Eine kürzlich vom Digitalverband Bitkom durchgeführte Studie untermauert Fuchs‘ Aussage: Neun von zehn Internetnutzern (89 Prozent) verwenden Kurznachrichtendienste wie WhatsApp, Facebook Messenger oder iMessage. Unter den jüngeren Menschen zwischen 14 und 29 Jahren nutzt nahezu jeder Messenger und auch in der älteren Generation (65 plus) sind es immerhin 70 Prozent.

Gefahr für die Demokratie?

Kritische Stimmen zu der zunehmenden „Messengerisierung“ sind in dem von Adrienne Fichter im September 2017 herausgegebenen Buch „Smartphone-Demokratie“, welches die Chancen und Gefahren der digitalen politischen Meinungsbildung beleuchtet, zu vernehmen.

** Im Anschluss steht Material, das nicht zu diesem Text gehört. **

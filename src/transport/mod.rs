//! Transport module
//!
//! Serves the router over HTTP.

pub mod http;

pub use http::{DEFAULT_HTTP_PORT, HttpConfig, RunningServer, run_http, run_http_blocking};
//! Secret string type for safe token handling.
//!
//! Provides a wrapper type that prevents accidental logging of sensitive values.

use serde::Deserialize;
use std::fmt;

/// Number of characters kept visible at each end by [`SecretString::masked`]
const MASK_KEEP: usize = 4;

/// A wrapper for secrets that prevents accidental logging.
///
/// `Debug` and `Display` print `[REDACTED]`; the value is only reachable
/// through [`SecretString::expose_secret`].
///
/// # Example
/// ```ignore
/// let token = SecretString::new("ghp_0123456789abcdef");
///
/// println!("{:?}", token);        // [REDACTED]
/// println!("{}", token.masked()); // ghp_...cdef
/// ```
#[derive(Clone, PartialEq, Eq)]
pub struct SecretString(String);

impl SecretString {
    /// Create a new secret from any string-like value.
    pub fn new(s: impl Into<String>) -> Self {
        Self(s.into())
    }

    /// Explicitly expose the secret value.
    ///
    /// Use this method only when the secret value is actually needed,
    /// such as when constructing authentication headers.
    #[inline]
    pub fn expose_secret(&self) -> &str {
        &self.0
    }

    /// A display form showing only the first and last four characters.
    ///
    /// Short secrets are fully hidden.
    pub fn masked(&self) -> String {
        let chars: Vec<char> = self.0.chars().collect();
        if chars.len() <= 3 * MASK_KEEP {
            return "****".to_string();
        }
        let head: String = chars[..MASK_KEEP].iter().collect();
        let tail: String = chars[chars.len() - MASK_KEEP..].iter().collect();
        format!("{}...{}", head, tail)
    }
}

impl fmt::Debug for SecretString {
    fn fmt(&self, f: &mut fmt::Formatter<'_>) -> fmt::Result {
        f.write_str("[REDACTED]")
    }
}

impl fmt::Display for SecretString {
    fn fmt(&self, f: &mut fmt::Formatter<'_>) -> fmt::Result {
        f.write_str("[REDACTED]")
    }
}

impl Drop for SecretString {
    fn drop(&mut self) {
        // Best-effort only; copies made elsewhere are not cleared.
        self.0.clear();
        self.0.shrink_to_fit();
    }
}

impl<'de> Deserialize<'de> for SecretString {
    fn deserialize<D>(deserializer: D) -> Result<Self, D::Error>
    where
        D: serde::Deserializer<'de>,
    {
        String::deserialize(deserializer).map(SecretString::new)
    }
}
#[cfg(test)]
mod tests {
    use super::*;

    fn field(selection: &Selection) -> &Field {
        match selection {
            Selection::Field(f) => f,
            other => panic!("expected field, got {:?}", other),
        }
    }

    #[test]
    fn test_anonymous_query() {
        let doc = parse("{ repository(owner: \"o\", name: \"r\") { id } }").unwrap();
        let op = doc.operations().next().unwrap();
        assert_eq!(op.kind, OperationKind::Query);
        assert!(op.name.is_none());
        let repo = field(&op.selection_set[0]);
        assert_eq!(repo.name, "repository");
        assert_eq!(repo.argument("owner"), Some(&Value::String("o".into())));
    }

    #[test]
    fn test_mutation_with_variables_and_alias() {
        let doc = parse(
            r#"
            # merge it
            mutation Merge($id: ID!, $method: PullRequestMergeMethod = SQUASH) {
              done: mergePullRequest(input: {pullRequestId: $id, mergeMethod: $method}) @skip(if: false) {
                pullRequest { merged }
              }
            }
            "#,
        )
        .unwrap();
        let op = doc.operations().next().unwrap();
        assert_eq!(op.kind, OperationKind::Mutation);
        assert_eq!(op.name.as_deref(), Some("Merge"));
        assert_eq!(
            op.variable_default("method"),
            Some(&Value::Enum("SQUASH".into()))
        );

        let merge = field(&op.selection_set[0]);
        assert_eq!(merge.alias.as_deref(), Some("done"));
        assert_eq!(merge.name, "mergePullRequest");
        assert_eq!(
            merge.argument("input"),
            Some(&Value::Object(vec![
                ("pullRequestId".into(), Value::Variable("id".into())),
                ("mergeMethod".into(), Value::Variable("method".into())),
            ]))
        );
    }

    #[test]
    fn test_fragments_and_inline_fragments() {
        let doc = parse(
            r#"
            query { repository(owner: "o", name: "r") { ...Meta ... on Repository { url } } }
            fragment Meta on Repository { name }
            "#,
        )
        .unwrap();
        assert_eq!(doc.fragments().count(), 1);
        let repo = field(&doc.operations().next().unwrap().selection_set[0]);
        assert_eq!(repo.selection_set[0], Selection::FragmentSpread("Meta".into()));
        assert!(matches!(
            repo.selection_set[1],
            Selection::InlineFragment { type_condition: Some(ref t), .. } if t == "Repository"
        ));
    }

    #[test]
    fn test_strings_and_numbers() {
        let doc = parse(
            r#"mutation { addComment(input: {body: "a \"quoted\"\nline A", n: -1.5e3, k: 42, s: """block "x" """}) { clientMutationId } }"#,
        )
        .unwrap();
        let op = doc.operations().next().unwrap();
        let Some(Value::Object(fields)) = field(&op.selection_set[0]).argument("input") else {
            panic!("expected object input");
        };
        assert_eq!(fields[0].1, Value::String("a \"quoted\"\nline A".into()));
        assert_eq!(fields[1].1, Value::Float("-1.5e3".into()));
        assert_eq!(fields[2].1, Value::Int("42".into()));
        assert_eq!(fields[3].1, Value::String("block \"x\" ".into()));
    }

    #[test]
    fn test_malformed_documents() {
        for src in [
            "",
            "{",
            "{ }",
            "query { a(b:) }",
            "mutation { x(input: \"unterminated) { id } }",
            "frobnicate { a }",
            "{ a } }",
            "{ a(b: 1.) }",
        ] {
            assert!(parse(src).is_err(), "{src:?} should not parse");
        }
    }

    #[test]
    fn test_nesting_limit() {
        let deep = format!("{}{}", "{ a ".repeat(MAX_NESTING + 1), "}".repeat(MAX_NESTING + 1));
        assert!(parse(&deep).is_err());
    }
}
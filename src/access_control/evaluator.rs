//! Policy evaluator
//!
//! AWS IAM-style evaluation over action × repository:
//! 1. Collect every rule whose expanded actions intersect the required set
//!    and whose repository patterns match the target.
//! 2. Any matching deny rule denies, regardless of list position.
//! 3. Otherwise allow only if the matching allow rules jointly cover every
//!    required action.
//! 4. No match at all is an implicit deny.

use crate::access_control::patterns::PatternMatcher;
use crate::access_control::types::{DenyReason, Effect, RuleSummary};
use crate::config::RuleConfig;
use crate::error::ConfigError;
use crate::taxonomy::{ActionSet, Taxonomy, join_actions};
use tracing::{debug, trace};

/// A rule with its action patterns expanded and repository patterns compiled
#[derive(Debug, Clone)]
pub struct Rule {
    summary: RuleSummary,
    actions: ActionSet,
    repos: PatternMatcher,
}

impl Rule {
    /// Compile a configured rule against the taxonomy
    pub fn compile(
        index: usize,
        config: &RuleConfig,
        taxonomy: &Taxonomy,
    ) -> Result<Self, ConfigError> {
        let mut actions = ActionSet::new();
        for pattern in &config.actions {
            actions.extend(taxonomy.expand(pattern)?);
        }

        Ok(Self {
            summary: RuleSummary {
                index,
                effect: config.effect,
                actions: config.actions.clone(),
                repos: config.repos.clone(),
            },
            actions,
            repos: PatternMatcher::new(&config.repos)?,
        })
    }

    pub fn effect(&self) -> Effect {
        self.summary.effect
    }

    pub fn summary(&self) -> &RuleSummary {
        &self.summary
    }

    /// Expanded primitive actions this rule applies to
    pub fn actions(&self) -> &ActionSet {
        &self.actions
    }

    /// Required actions this rule applies to for `repo`, or `None` if it does not match
    fn applicable(&self, required: &ActionSet, repo: &str) -> Option<ActionSet> {
        if !self.repos.matches(repo) {
            return None;
        }
        let hit: ActionSet = required.intersection(&self.actions).cloned().collect();
        (!hit.is_empty()).then_some(hit)
    }
}

/// Result of evaluating one request against the rule list
#[derive(Debug, Clone, PartialEq, Eq)]
pub enum Evaluation {
    /// Every required action is covered; `rule` is the first matching allow rule
    Allow { rule: RuleSummary },
    Deny(DenyReason),
}

impl Evaluation {
    pub fn is_allowed(&self) -> bool {
        matches!(self, Evaluation::Allow { .. })
    }

    pub fn is_denied(&self) -> bool {
        matches!(self, Evaluation::Deny(_))
    }
}

/// Policy evaluator over an ordered, immutable rule list
#[derive(Debug, Clone, Default)]
pub struct PolicyEvaluator {
    rules: Vec<Rule>,
}

impl PolicyEvaluator {
    /// Compile the configured rules. Every action and repository pattern
    /// must resolve, otherwise the whole policy is rejected.
    pub fn new(rules: &[RuleConfig], taxonomy: &Taxonomy) -> Result<Self, ConfigError> {
        let rules = rules
            .iter()
            .enumerate()
            .map(|(index, rule)| Rule::compile(index, rule, taxonomy))
            .collect::<Result<Vec<_>, _>>()?;

        Ok(Self { rules })
    }

    /// An evaluator with no rules; denies everything
    pub fn deny_all() -> Self {
        Self::default()
    }

    pub fn rules(&self) -> &[Rule] {
        &self.rules
    }

    /// Evaluate the required action set for a repository.
    ///
    /// Pure: no I/O, no state carried between calls.
    pub fn evaluate(&self, required: &ActionSet, repo: &str) -> Evaluation {
        debug!(
            repo,
            actions = %join_actions(required),
            "Evaluating policy"
        );

        let mut first_allow: Option<&Rule> = None;
        let mut covered = ActionSet::new();

        for rule in &self.rules {
            let Some(hit) = rule.applicable(required, repo) else {
                continue;
            };

            match rule.effect() {
                Effect::Deny => {
                    trace!(rule = %rule.summary, "Matched deny rule");
                    return Evaluation::Deny(DenyReason::ExplicitDeny {
                        rule: rule.summary.clone(),
                        actions: hit,
                    });
                }
                Effect::Allow => {
                    trace!(rule = %rule.summary, "Matched allow rule");
                    if first_allow.is_none() {
                        first_allow = Some(rule);
                    }
                    covered.extend(hit);
                }
            }
        }

        let Some(rule) = first_allow else {
            return Evaluation::Deny(DenyReason::NoMatchingRule);
        };

        let uncovered: ActionSet = required.difference(&covered).cloned().collect();
        if uncovered.is_empty() {
            Evaluation::Allow {
                rule: rule.summary.clone(),
            }
        } else {
            Evaluation::Deny(DenyReason::NotCovered { actions: uncovered })
        }
    }
}

#[cfg(test)]
mod tests {
    use super::*;
    use crate::taxonomy::{Action, github};

    fn rule(effect: Effect, actions: &[&str], repos: &[&str]) -> RuleConfig {
        RuleConfig {
            effect,
            actions: actions.iter().map(ToString::to_string).collect(),
            repos: repos.iter().map(ToString::to_string).collect(),
        }
    }

    fn required(actions: &[&str]) -> ActionSet {
        actions.iter().map(|a| Action::parse(a).unwrap()).collect()
    }

    #[test]
    fn test_deny_all() {
        let evaluator = PolicyEvaluator::deny_all();
        assert_eq!(
            evaluator.evaluate(&required(&["pr:list"]), "o/r"),
            Evaluation::Deny(DenyReason::NoMatchingRule)
        );
    }

    #[test]
    fn test_deny_wins_over_broader_allow() {
        let taxonomy = github().unwrap();
        let evaluator = PolicyEvaluator::new(
            &[
                rule(Effect::Allow, &["*"], &["org/*"]),
                rule(Effect::Deny, &["pr:merge_squash"], &["*"]),
            ],
            &taxonomy,
        )
        .unwrap();

        let result = evaluator.evaluate(&required(&["pr:merge_squash"]), "org/repo");
        match result {
            Evaluation::Deny(DenyReason::ExplicitDeny { rule, actions }) => {
                assert_eq!(rule.index, 1);
                assert!(actions.contains("pr:merge_squash"));
            }
            other => panic!("expected explicit deny, got {:?}", other),
        }

        assert!(
            evaluator
                .evaluate(&required(&["pr:merge_rebase"]), "org/repo")
                .is_allowed()
        );
    }

    #[test]
    fn test_partial_coverage_denied() {
        let taxonomy = github().unwrap();
        let evaluator = PolicyEvaluator::new(
            &[rule(
                Effect::Allow,
                &["pull-requests:read", "pr:create"],
                &["owner/repo"],
            )],
            &taxonomy,
        )
        .unwrap();

        assert!(
            evaluator
                .evaluate(&required(&["pr:list", "pr:create"]), "owner/repo")
                .is_allowed()
        );

        assert_eq!(
            evaluator.evaluate(&required(&["pr:list", "pr:approve"]), "owner/repo"),
            Evaluation::Deny(DenyReason::NotCovered {
                actions: required(&["pr:approve"])
            })
        );
    }

    #[test]
    fn test_coverage_across_rules() {
        let taxonomy = github().unwrap();
        let evaluator = PolicyEvaluator::new(
            &[
                rule(Effect::Allow, &["pr:list"], &["owner/*"]),
                rule(Effect::Allow, &["pr:approve"], &["owner/repo"]),
            ],
            &taxonomy,
        )
        .unwrap();

        let result = evaluator.evaluate(&required(&["pr:list", "pr:approve"]), "owner/repo");
        assert_eq!(
            result,
            Evaluation::Allow {
                rule: evaluator.rules()[0].summary().clone()
            }
        );

        assert!(
            evaluator
                .evaluate(&required(&["pr:list", "pr:approve"]), "owner/other")
                .is_denied()
        );
    }

    #[test]
    fn test_repo_mismatch_is_default_deny() {
        let taxonomy = github().unwrap();
        let evaluator =
            PolicyEvaluator::new(&[rule(Effect::Allow, &["*"], &["owner/repo"])], &taxonomy)
                .unwrap();

        assert_eq!(
            evaluator.evaluate(&required(&["pr:list"]), "someone/else"),
            Evaluation::Deny(DenyReason::NoMatchingRule)
        );
    }

    #[test]
    fn test_empty_required_set_denied() {
        let taxonomy = github().unwrap();
        let evaluator =
            PolicyEvaluator::new(&[rule(Effect::Allow, &["*"], &["*"])], &taxonomy).unwrap();
        assert!(evaluator.evaluate(&ActionSet::new(), "o/r").is_denied());
    }

    #[test]
    fn test_unknown_action_rejected_at_load() {
        let taxonomy = github().unwrap();
        let result =
            PolicyEvaluator::new(&[rule(Effect::Allow, &["pr:teleport"], &["*"])], &taxonomy);
        assert!(matches!(result, Err(ConfigError::UnknownAction { .. })));
    }

    #[test]
    fn test_unsupported_repo_glob_rejected_at_load() {
        let taxonomy = github().unwrap();
        let result =
            PolicyEvaluator::new(&[rule(Effect::Allow, &["*"], &["ow*ner/repo"])], &taxonomy);
        assert!(matches!(
            result,
            Err(ConfigError::InvalidRepoPattern { .. })
        ));
    }
}
//! HTTP surface
//!
//! A thin axum router over the authorization kernel. The kernel decides;
//! this layer only maps decisions onto status codes and JSON bodies.

pub mod handler;

pub use handler::{AppState, DecisionBody, router};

Die Verlagerung des öffentlichen politischen Diskurses – wie er etwa bei Facebook oder Twitter geführt wird – in geschlossene Messenger-Räume führe dazu, dass wir immer mehr in unseren eigenen politischen Realitäten lebten, so eine These im Buch. Politikwissenschaftlerin und Social Media-Expertin Adrienne Fichter hat selbst ein ganzes Kapitel zur „Messengerisierung“ der Politik geschrieben. Eine These von ihr ist, dass Fake News besonders in geschlossenen Räumen zirkulieren. Martin Fuchs, der ebenfalls einen Beitrag in dem Buch geschrieben hat, denkt, dass die „Messengerisierung“ dazu führe, dass im durch andere nicht einsehbaren „Dark Social“ Botschaften sehr gezielt an Wählerinnen und Wähler weitergegeben würden.

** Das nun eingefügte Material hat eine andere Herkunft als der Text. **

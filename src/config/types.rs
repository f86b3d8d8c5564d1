//! Configuration types for finegate
//!
//! This module defines the configuration structure that can be loaded from
//! TOML files and/or environment variables.

use crate::access_control::Effect;
use crate::util::SecretString;
use serde::Deserialize;

/// Root configuration structure
#[derive(Debug, Clone, Default, Deserialize)]
#[serde(default)]
pub struct AppConfig {
    /// HTTP listener settings
    pub server: ServerConfig,

    /// Upstream API settings (credential status probe)
    pub upstream: UpstreamConfig,

    /// Logging configuration
    pub logging: LoggingConfig,

    /// Fallback and scoped credentials
    pub credentials: CredentialsConfig,

    /// Ordered policy rules
    pub rules: Vec<RuleConfig>,
}

/// HTTP listener configuration
#[derive(Debug, Clone, Deserialize)]
#[serde(default)]
pub struct ServerConfig {
    pub host: String,
    pub port: u16,
}

impl Default for ServerConfig {
    fn default() -> Self {
        Self {
            host: "127.0.0.1".to_string(),
            port: 8766,
        }
    }
}

impl ServerConfig {
    pub fn bind_address(&self) -> String {
        format!("{}:{}", self.host, self.port)
    }
}

/// Upstream API configuration
#[derive(Debug, Clone, Deserialize)]
#[serde(default)]
pub struct UpstreamConfig {
    /// API base URL (e.g., `https://api.github.com`)
    pub api_url: String,

    /// Request timeout in seconds
    pub timeout_secs: u64,
}

impl Default for UpstreamConfig {
    fn default() -> Self {
        Self {
            api_url: "https://api.github.com".to_string(),
            timeout_secs: 10,
        }
    }
}

impl UpstreamConfig {
    /// Build a URL for an API endpoint
    pub fn endpoint(&self, path: &str) -> String {
        format!("{}{}", self.api_url.trim_end_matches('/'), path)
    }
}

/// Credential configuration
///
/// `classic_pat` is the fallback used when no fine-grained credential's
/// repository patterns match. Prefer the `GITHUB_TOKEN` env var for it.
#[derive(Debug, Clone, Default, Deserialize)]
#[serde(default)]
pub struct CredentialsConfig {
    pub classic_pat: Option<SecretString>,

    /// Scoped credentials, tried in order
    pub fine_grained: Vec<FineGrainedConfig>,
}

/// A credential restricted to a set of repositories
#[derive(Debug, Clone, Deserialize)]
pub struct FineGrainedConfig {
    /// Label used in logs and responses; defaults to `fine_grained[<index>]`
    #[serde(default)]
    pub name: Option<String>,

    pub pat: SecretString,

    pub repos: Vec<String>,
}

/// A single policy rule
#[derive(Debug, Clone, PartialEq, Eq, Deserialize)]
pub struct RuleConfig {
    pub effect: Effect,
    pub actions: Vec<String>,
    pub repos: Vec<String>,
}

/// Logging configuration
#[derive(Debug, Clone, Deserialize)]
#[serde(default)]
pub struct LoggingConfig {
    /// Log level (trace, debug, info, warn, error)
    pub level: String,

    /// Output format (pretty, json)
    pub format: LogFormat,
}

impl Default for LoggingConfig {
    fn default() -> Self {
        Self {
            level: "info".to_string(),
            format: LogFormat::Pretty,
        }
    }
}

/// Log output format
#[derive(Debug, Clone, Copy, PartialEq, Eq, Default, Deserialize, clap::ValueEnum)]
#[serde(rename_all = "lowercase")]
pub enum LogFormat {
    /// Human-readable output
    #[default]
    Pretty,
    /// JSON structured output
    Json,
}
//! Upstream authentication headers
//!
//! The API accepts the token as a bearer credential; git smart-HTTP wants
//! HTTP Basic with the fixed `x-access-token` user name.

use crate::util::SecretString;
use base64::Engine;
use base64::engine::general_purpose::STANDARD;
use std::fmt;

/// User name GitHub expects for token-authenticated git transport
const GIT_TOKEN_USER: &str = "x-access-token";

/// How an allowed request reaches upstream
#[derive(Debug, Clone, Copy, PartialEq, Eq)]
pub enum Transport {
    /// REST and GraphQL API
    Api,
    /// git smart-HTTP
    Git,
}

/// Authentication header to use with upstream requests
#[derive(Clone)]
pub enum AuthHeader {
    /// `Authorization: Bearer <token>` (REST and GraphQL API)
    Bearer(SecretString),
    /// `Authorization: Basic <base64>` (git smart-HTTP)
    Basic(SecretString),
}

impl AuthHeader {
    /// Bearer header for API calls
    pub fn bearer(token: &SecretString) -> Self {
        AuthHeader::Bearer(token.clone())
    }

    /// Basic header for git transport
    pub fn git_basic(token: &SecretString) -> Self {
        let raw = format!("{}:{}", GIT_TOKEN_USER, token.expose_secret());
        AuthHeader::Basic(SecretString::new(STANDARD.encode(raw)))
    }

    /// Get the header name for this auth type
    pub fn header_name(&self) -> &'static str {
        "Authorization"
    }

    /// Get the header value for this auth type
    pub fn header_value(&self) -> String {
        match self {
            AuthHeader::Bearer(token) => format!("Bearer {}", token.expose_secret()),
            AuthHeader::Basic(encoded) => format!("Basic {}", encoded.expose_secret()),
        }
    }

    pub fn scheme(&self) -> &'static str {
        match self {
            AuthHeader::Bearer(_) => "Bearer",
            AuthHeader::Basic(_) => "Basic",
        }
    }
}

impl fmt::Debug for AuthHeader {
    fn fmt(&self, f: &mut fmt::Formatter<'_>) -> fmt::Result {
        write!(f, "AuthHeader({} [REDACTED])", self.scheme())
    }
}
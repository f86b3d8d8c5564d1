//! GraphQL classification
//!
//! Documents are parsed with a small executable-document parser and then
//! analyzed against fixed mutation and query tables. Anything the tables do
//! not cover fails closed.

pub mod analysis;
pub mod document;
pub mod parser;

pub use analysis::{MUTATIONS, Mutation, analyze, referenced_actions};
pub use document::Document;
pub use parser::parse;

use crate::access_control::RepoId;
use crate::error::ClassificationError;
use serde_json::Value;
use std::collections::BTreeSet;

/// Parse and analyze a document addressed to `repo`
pub fn classify(
    query: &str,
    variables: Option<&Value>,
    operation_name: Option<&str>,
    repo: &RepoId,
) -> Result<BTreeSet<&'static str>, ClassificationError> {
    let document = parse(query)?;
    analyze(&document, variables, operation_name, repo)
}
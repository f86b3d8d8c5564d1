//! Action taxonomy
//!
//! The authorization vocabulary shared by the classifier and the policy
//! evaluator:
//!
//! - **Primitive actions** (layer 1): one per distinct operation, e.g. `pr:approve`
//! - **Bundles** (layer 2): named sets of primitives, e.g. `pull-requests:read`
//! - **Wildcards**: `namespace:*` and `*`
//!
//! ```text
//! pull-requests:read ⊂ pulls:contribute ⊂ pull-requests:write
//! ```

pub mod action;
pub mod catalog;
pub mod registry;

pub use action::{Action, ActionSet, join_actions};
pub use catalog::github;
pub use registry::{Taxonomy, TaxonomyBuilder, WILDCARD};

Fortschritt statt Rückschritt

Fortschritt statt Rückschritt sieht SPD-Generalsekretär Lars Klingbeil scheinbar in den Messenger-Diensten . Teil der Strategie „#SPDerneuern“ ist auch, die kommunikative Kraft der sozialen Medien zu nutzen – dazu gehören für Klingbeil auch WhatsApp und Telegram. Rund 16.000 Nutzer haben sich schon für den Erhalt von Nachrichten aus der Parteizentrale via Messenger angemeldet.

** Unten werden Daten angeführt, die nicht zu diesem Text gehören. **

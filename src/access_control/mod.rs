//! Access control module
//!
//! Deny-wins policy evaluation over action × repository.
//!
//! ## Evaluation Model
//!
//! Rules are `{effect, actions, repos}`. For one request:
//!
//! 1. **Explicit deny** - any matching deny rule rejects the request
//! 2. **Full coverage** - matching allow rules must together cover every required action
//! 3. **Default deny** - a request no rule matches is rejected
//!
//! List position never changes the outcome; it only decides which rule is
//! reported.
//!
//! ## Example Configuration
//!
//! ```toml
//! [[rules]]
//! effect = "allow"
//! actions = ["pull-requests:read", "pr:create"]
//! repos = ["owner/*"]
//!
//! [[rules]]
//! effect = "deny"
//! actions = ["pr:merge"]
//! repos = ["*"]
//! ```

pub mod evaluator;
pub mod patterns;
pub mod types;

pub use evaluator::{Evaluation, PolicyEvaluator, Rule};
pub use patterns::{PatternMatcher, RepoPattern};
pub use types::{DenyReason, Effect, RepoId, RuleSummary};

Wie viele Menschen insgesamt Messenger-Dienste der Parteien, Fraktionen oder einzelner Abgeordneter abonniert haben ist nicht bekannt. Doch zu erwarten ist, dass es sich hier um einen überschaubaren Kreis von Leuten handelt, die ohnehin an der Politik einer Partei interessiert sind. Lars Klingbeil wies etwa im SPD-WhatsApp-Chat darauf hin, dass sich dort „inzwischen auch viele Journalisten angemeldet haben.“ Auch werden die meisten Nachrichten derzeit noch zusätzlich über Facebook und Instagram verbreitet. Der SPD-WhatsApp-Chat liefert also keine exklusiven Informationen in einem geschlossenen Messenger-Raum, sondern befördert Informationen für Politikvernarrte und solche, die es werden wollen, lediglich direkt auf den Smartphone-Bildschirm.

UPDATE 19.06.2018: In einer früheren Version des Artikels haben wir die These, dass Fake News in geschlossenen Räumen zirkulieren, fälschlicherweise dem Co-Autor des Buches „Smartphone-Demokratie“, Colin Porlezza, zugeordnet. Das war nicht korrekt. Die These stammt von der Herausgeberin des Buches, Adrienne Fichter. Wir bitten um Entschuldigung.